Today’s comments by Nouriel Roubini that there might be “light at the of the tunnel” are really only notable because of who is saying it. Roubini is one of several star economists/analysts that have come out of the recent crisis. Meredith Whitney and Nassim Taleb are two others that come quickly to mind.
Its funny how short the media’s (and the investing public’s) memory is. Both seem to want to find the analyst who has it all figured out. As though someone actually has the proverbial crystal ball. Every cycle the media finds the people who called the big move correctly. Today its Roubini and Whitney. But 10 years ago it was Henry Blodget and Mary Meeker.
Think about what made someone like Mary Meeker a star. She basically got one big call right: that not only the internet was going to change the world, but that it was also going to capture the imagination of investors. Whether or not you could say she called the formation dot.com bubble, she certainly had a good vision on what was driving the moment.
But when that moment passed, did the Mary Meeker’s of the world see it coming? Not really. I mean, we know Blodget poked fun at some of his own calls in those infamous e-mails, but I would argue that most of the star dot.com analysts believed in the internet, even if they didn’t believe in all the specific companies involved.

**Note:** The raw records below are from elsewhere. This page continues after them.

//! API error mapping.

use axum::Json;
use axum::http::StatusCode;
use axum::response::{IntoResponse, Response};
use thiserror::Error;

use crate::api_types::StatusResponse;
use passage_store::StoreError;

/// Failures that escape a handler instead of becoming a `success: false`
/// body: read-path storage errors.
#[derive(Debug, Error)]
pub enum ApiError {
    #[error("{0}")]
    Store(#[from] StoreError),
}

impl IntoResponse for ApiError {
    fn into_response(self) -> Response {
        let status = match &self {
            ApiError::Store(_) => StatusCode::INTERNAL_SERVER_ERROR,
        };
        (status, Json(StatusResponse::failure(self.to_string()))).into_response()
    }
}
//! SQLite-backed store.
//!
//! The development and small-deployment backend: `?` placeholders, REAL
//! monetary columns, rowid-backed ids.

use async_trait::async_trait;
use sqlx::SqlitePool;
use sqlx::sqlite::{SqliteConnectOptions, SqlitePoolOptions};
use std::path::Path;
use std::str::FromStr;

use crate::{AdminAccount, Store, StoreError};
use passage_core::{ClientField, ClientRecord, FieldValue, PipelineStats};

const CREATE_ADMIN_USERS: &str = "
CREATE TABLE IF NOT EXISTS admin_users (
    id INTEGER PRIMARY KEY AUTOINCREMENT,
    username TEXT UNIQUE NOT NULL,
    password TEXT NOT NULL,
    created_at TIMESTAMP DEFAULT CURRENT_TIMESTAMP,
    updated_at TIMESTAMP DEFAULT CURRENT_TIMESTAMP
)";

const CREATE_CLIENTS: &str = "
CREATE TABLE IF NOT EXISTS clients (
    id INTEGER PRIMARY KEY AUTOINCREMENT,
    name TEXT NOT NULL,
    phone TEXT NOT NULL,
    district TEXT DEFAULT '',
    job_role TEXT DEFAULT '',
    country TEXT DEFAULT '',
    passport_no TEXT DEFAULT '',
    passport_submit_date TEXT DEFAULT '',
    passport_submitted_by TEXT DEFAULT 'self',
    passport_fee REAL DEFAULT 0,
    passport_payment_mode TEXT DEFAULT '',
    passport_payment_status TEXT DEFAULT 'pending',
    passport_payment_date TEXT DEFAULT '',
    passport_payment_reference TEXT DEFAULT '',
    interview_date TEXT DEFAULT '',
    interview_time TEXT DEFAULT '',
    interview_location TEXT DEFAULT '',
    interview_status TEXT DEFAULT 'pending',
    interview_reschedule_date TEXT DEFAULT '',
    interview_remarks TEXT DEFAULT '',
    offer_letter_status TEXT DEFAULT 'pending',
    offer_letter_date TEXT DEFAULT '',
    offer_letter_reference TEXT DEFAULT '',
    employer_company TEXT DEFAULT '',
    offered_salary TEXT DEFAULT '',
    contract_duration TEXT DEFAULT '',
    advance_payment REAL DEFAULT 0,
    advance_payment_mode TEXT DEFAULT '',
    advance_payment_status TEXT DEFAULT 'pending',
    advance_payment_date TEXT DEFAULT '',
    advance_payment_time TEXT DEFAULT '',
    advance_payment_reference TEXT DEFAULT '',
    medical_status TEXT DEFAULT 'pending',
    medical_date TEXT DEFAULT '',
    medical_report_no TEXT DEFAULT '',
    mofa_status TEXT DEFAULT 'not_applied',
    mofa_number TEXT DEFAULT '',
    mofa_date TEXT DEFAULT '',
    vfs_status TEXT DEFAULT 'not_applied',
    vfs_appointment_date TEXT DEFAULT '',
    vfs_reference_no TEXT DEFAULT '',
    takamual_status TEXT DEFAULT 'not_required',
    takamual_date TEXT DEFAULT '',
    takamual_certificate_no TEXT DEFAULT '',
    visa_status TEXT DEFAULT 'not_applied',
    visa_number TEXT DEFAULT '',
    visa_expiry_date TEXT DEFAULT '',
    agreement_process TEXT DEFAULT 'not_created',
    agreement_date TEXT DEFAULT '',
    agreement_number TEXT DEFAULT '',
    client_signed TEXT DEFAULT 'no',
    witness_name TEXT DEFAULT '',
    full_payment REAL DEFAULT 0,
    full_payment_mode TEXT DEFAULT '',
    full_payment_date TEXT DEFAULT '',
    flying_date TEXT DEFAULT '',
    flight_details TEXT DEFAULT '',
    ticket_status TEXT DEFAULT 'not_booked',
    remarks TEXT DEFAULT '',
    created_at TIMESTAMP DEFAULT CURRENT_TIMESTAMP,
    updated_at TIMESTAMP DEFAULT CURRENT_TIMESTAMP
)";

/// SQLite store over a connection pool.
pub struct SqliteStore {
    pool: SqlitePool,
}

impl SqliteStore {
    /// Open the database at `url`, creating the file and its parent
    /// directory when missing. Accepts `sqlite://path`, `sqlite:path`,
    /// bare paths, and `sqlite::memory:`.
    pub async fn connect(url: &str) -> Result<Self, StoreError> {
        ensure_parent_dir(url)?;
        let options = SqliteConnectOptions::from_str(url)?.create_if_missing(true);
        // An in-memory database exists per connection; a larger pool would
        // scatter statements across unrelated databases.
        let max_connections = if url.contains(":memory:") { 1 } else { 5 };
        let pool = SqlitePoolOptions::new()
            .max_connections(max_connections)
            .connect_with(options)
            .await?;
        Ok(Self { pool })
    }
}

fn ensure_parent_dir(url: &str) -> Result<(), StoreError> {
    let path = url
        .trim_start_matches("sqlite://")
        .trim_start_matches("sqlite:");
    if path.is_empty() || path.starts_with(":memory:") {
        return Ok(());
    }
    if let Some(parent) = Path::new(path).parent()
        && !parent.as_os_str().is_empty()
        && !parent.exists()
    {
        std::fs::create_dir_all(parent)?;
    }
    Ok(())
}

#[async_trait]
impl Store for SqliteStore {
    async fn init_schema(&self) -> Result<(), StoreError> {
        sqlx::query(CREATE_ADMIN_USERS).execute(&self.pool).await?;
        sqlx::query(CREATE_CLIENTS).execute(&self.pool).await?;
        Ok(())
    }

    async fn find_admin(&self) -> Result<Option<AdminAccount>, StoreError> {
        let admin = sqlx::query_as("SELECT * FROM admin_users LIMIT 1")
            .fetch_optional(&self.pool)
            .await?;
        Ok(admin)
    }

    async fn find_admin_by_username(
        &self,
        username: &str,
    ) -> Result<Option<AdminAccount>, StoreError> {
        let admin = sqlx::query_as("SELECT * FROM admin_users WHERE username = ?")
            .bind(username)
            .fetch_optional(&self.pool)
            .await?;
        Ok(admin)
    }

    async fn insert_admin(&self, username: &str, password_digest: &str) -> Result<(), StoreError> {
        sqlx::query("INSERT INTO admin_users (username, password) VALUES (?, ?)")
            .bind(username)
            .bind(password_digest)
            .execute(&self.pool)
            .await?;
        Ok(())
    }

    async fn reset_admin_password(
        &self,
        id: i64,
        password_digest: &str,
    ) -> Result<(), StoreError> {
        sqlx::query("UPDATE admin_users SET password = ? WHERE id = ?")
            .bind(password_digest)
            .bind(id)
            .execute(&self.pool)
            .await?;
        Ok(())
    }

    async fn update_admin_credentials(
        &self,
        id: i64,
        username: &str,
        password_digest: &str,
    ) -> Result<(), StoreError> {
        sqlx::query(
            "UPDATE admin_users SET username = ?, password = ?, updated_at = CURRENT_TIMESTAMP \
             WHERE id = ?",
        )
        .bind(username)
        .bind(password_digest)
        .bind(id)
        .execute(&self.pool)
        .await?;
        Ok(())
    }

    async fn list_clients(&self) -> Result<Vec<ClientRecord>, StoreError> {
        let clients = sqlx::query_as("SELECT * FROM clients ORDER BY id DESC")
            .fetch_all(&self.pool)
            .await?;
        Ok(clients)
    }

    async fn get_client(&self, id: i64) -> Result<Option<ClientRecord>, StoreError> {
        let client = sqlx::query_as("SELECT * FROM clients WHERE id = ?")
            .bind(id)
            .fetch_optional(&self.pool)
            .await?;
        Ok(client)
    }

    async fn insert_client(&self, fields: &[ClientField]) -> Result<i64, StoreError> {
        let columns: Vec<&str> = fields.iter().map(|f| f.column).collect();
        let placeholders = vec!["?"; fields.len()].join(", ");
        let sql = format!(
            "INSERT INTO clients ({}) VALUES ({})",
            columns.join(", "),
            placeholders
        );

        let mut query = sqlx::query(&sql);
        for field in fields {
            query = match &field.value {
                FieldValue::Text(s) => query.bind(s.as_str()),
                FieldValue::Amount(a) => query.bind(*a),
            };
        }
        let result = query.execute(&self.pool).await?;
        Ok(result.last_insert_rowid())
    }

    async fn update_client(&self, id: i64, fields: &[ClientField]) -> Result<(), StoreError> {
        let mut sets: Vec<String> = fields
            .iter()
            .map(|f| format!("{} = ?", f.column))
            .collect();
        sets.push("updated_at = CURRENT_TIMESTAMP".to_string());
        let sql = format!("UPDATE clients SET {} WHERE id = ?", sets.join(", "));

        let mut query = sqlx::query(&sql);
        for field in fields {
            query = match &field.value {
                FieldValue::Text(s) => query.bind(s.as_str()),
                FieldValue::Amount(a) => query.bind(*a),
            };
        }
        query.bind(id).execute(&self.pool).await?;
        Ok(())
    }

    async fn delete_client(&self, id: i64) -> Result<(), StoreError> {
        sqlx::query("DELETE FROM clients WHERE id = ?")
            .bind(id)
            .execute(&self.pool)
            .await?;
        Ok(())
    }

    async fn clear_clients(&self) -> Result<(), StoreError> {
        sqlx::query("DELETE FROM clients").execute(&self.pool).await?;
        Ok(())
    }

    async fn stats(&self) -> Result<PipelineStats, StoreError> {
        let total_clients: i64 = sqlx::query_scalar("SELECT COUNT(*) FROM clients")
            .fetch_one(&self.pool)
            .await?;
        let interview_pending: i64 = sqlx::query_scalar(
            "SELECT COUNT(*) FROM clients WHERE interview_status IN ('pending', 'scheduled')",
        )
        .fetch_one(&self.pool)
        .await?;
        let interview_passed: i64 = sqlx::query_scalar(
            "SELECT COUNT(*) FROM clients WHERE interview_status IN ('selected', 'passed')",
        )
        .fetch_one(&self.pool)
        .await?;
        let visa_approved: i64 =
            sqlx::query_scalar("SELECT COUNT(*) FROM clients WHERE visa_status = 'approved'")
                .fetch_one(&self.pool)
                .await?;
        let visa_processing: i64 = sqlx::query_scalar(
            "SELECT COUNT(*) FROM clients \
             WHERE visa_status NOT IN ('approved', 'rejected', 'not_applied', '')",
        )
        .fetch_one(&self.pool)
        .await?;
        let total_advance: f64 = sqlx::query_scalar(
            "SELECT CAST(COALESCE(SUM(advance_payment), 0) AS REAL) FROM clients",
        )
        .fetch_one(&self.pool)
        .await?;
        let total_full_payment: f64 = sqlx::query_scalar(
            "SELECT CAST(COALESCE(SUM(full_payment), 0) AS REAL) FROM clients",
        )
        .fetch_one(&self.pool)
        .await?;
        let total_passport_fee: f64 = sqlx::query_scalar(
            "SELECT CAST(COALESCE(SUM(passport_fee), 0) AS REAL) FROM clients \
             WHERE passport_submitted_by = 'agency'",
        )
        .fetch_one(&self.pool)
        .await?;
        let ready_to_fly: i64 = sqlx::query_scalar(
            "SELECT COUNT(*) FROM clients \
             WHERE visa_status = 'approved' AND flying_date IS NOT NULL AND flying_date != ''",
        )
        .fetch_one(&self.pool)
        .await?;

        Ok(PipelineStats {
            total_clients,
            interview_pending,
            interview_passed,
            visa_approved,
            visa_processing,
            total_advance,
            total_full_payment,
            total_passport_fee,
            total_revenue: total_advance + total_full_payment + total_passport_fee,
            ready_to_fly,
        })
    }

    fn backend(&self) -> &'static str {
        "sqlite"
    }
}
//! Dashboard aggregates.

use serde::Serialize;

/// Counters and sums computed over the whole client table.
///
/// Each value comes from an independent query at call time; a write landing
/// between two queries can make the response momentarily inconsistent,
/// which is acceptable for a dashboard.
#[derive(Debug, Clone, Default, Serialize)]
pub struct PipelineStats {
    pub total_clients: i64,
    pub interview_pending: i64,
    pub interview_passed: i64,
    pub visa_approved: i64,
    pub visa_processing: i64,
    pub total_advance: f64,
    pub total_full_payment: f64,
    pub total_passport_fee: f64,
    /// Sum of the three payment totals, computed by the store.
    pub total_revenue: f64,
    pub ready_to_fly: i64,
}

Now bear in mind, there is a feedback loop here. You make a bold call, it works, you get interviewed on TV, you get a huge pay raise, every one calls you a genius. Its heady stuff. Check out Henry Blodget’s rapid rise on his Wikipedia page sometime. When you parlay a great call on Amazon.com into your dream job, isn’t there some psychological impact there? On some level, wouldn’t you start to think to yourself, “Gee, when I tell every one to buy, all sorts of rewards come my way. All the guys saying ‘sell’ are looking for work.”
These analysts understood what was going on in the market and in the economy at a specific moment in time. They were smart people, to be sure, but they didn’t have some sort of transcendent understanding of markets. They just had a better feel for that market, that mentality, than anyone else.
I don’t see how someone like Meredith Whitney is all that different. She had a better view on banking than most, and she deserves all the credit for that. But let’s not pretend like she is the next guru who truly understands banking above all others. Every story about her is prefaced by saying that she “predicted” the financial crisis. But really, does she know more about banking than people like Richard Bove? That guy apparently liked Washington Mutual (WAMUQ.PK) stock in May 2008, according to one story I pulled up off a web search. Is he an idiot and Whitney a genius? It isn’t all that simple is it?
My problem is that investors aren’t really served by this deification of people who have gotten the short-term calls right. Professional traders will tell you they make about as many bad trades as good, you just try to set it up such that your good trades pay off more than your bad trades lose. But the media doesn’t teach this lesson. Instead, they implicitly tell you that Nouriel Roubini has it figured out. That if only you had listened to him, your 401k wouldn’t have dropped by half. Hell, CNBC often teases their interviews with stuff like, “Coming up, the analyst who called the banking crisis! See where she says the market is going now!”
It isn’t about finding smart people. The guys on the CDO-squared desk were smart too. The guys who dove into the dot.com bubble were smart too. Alan Greenspan was a smart guy, and he seemed to have as good a grip on markets as anyone… until he didn’t.
Take an analyst’s good call for what it is. A good call. Nothing more.
I agree on fair weather, TV hungry analysts — but not Ms. Whitney. Her value is her agnosticism and if you parse her comments, she has certainty based on a reasonable analysis of data, not certitude based on a macro or ideological view. Her views on based on the reading of mostly publicly available data on mortgages and housing – and here is the data — peak mortgage resets are July 2011; that means peak defaults are 3-5 months later; peak foreclosures 3-5 months after that; peak additions of foreclosed homes to inventory 3-5 months after that. ANd until that time, declining or stagnant home prices and consumers. You can do the math — and throw in credit card and commercial mortgage defaults and you can see why she has a negative view on banking and the macro economy, but it is from the bottom up.
About Dick Bove — he decided to be a patriot during the crisis and talked the banks up — inside the hedge fund industry the word they used to describe him, familiar to all pinball players, was “tilt.”
I have to echo Michaels comments about Meredith Whitney.
She’s a voracious consumer of data… and part of her reality “sort” is she drills down past the data, to make sure those providing it are basing it on real math and numbers.
You could probably say she is something of a math geek, in addition to her analytical prowess.
I have never seen anyone take so many different data points, and masterfully use them to color in “the picture”, and then articulate them with extraordinary clarity.
So far as banking, finance and capital markets… she’s the smartest person out there, it would seem, and she’s not an anti-capitalist.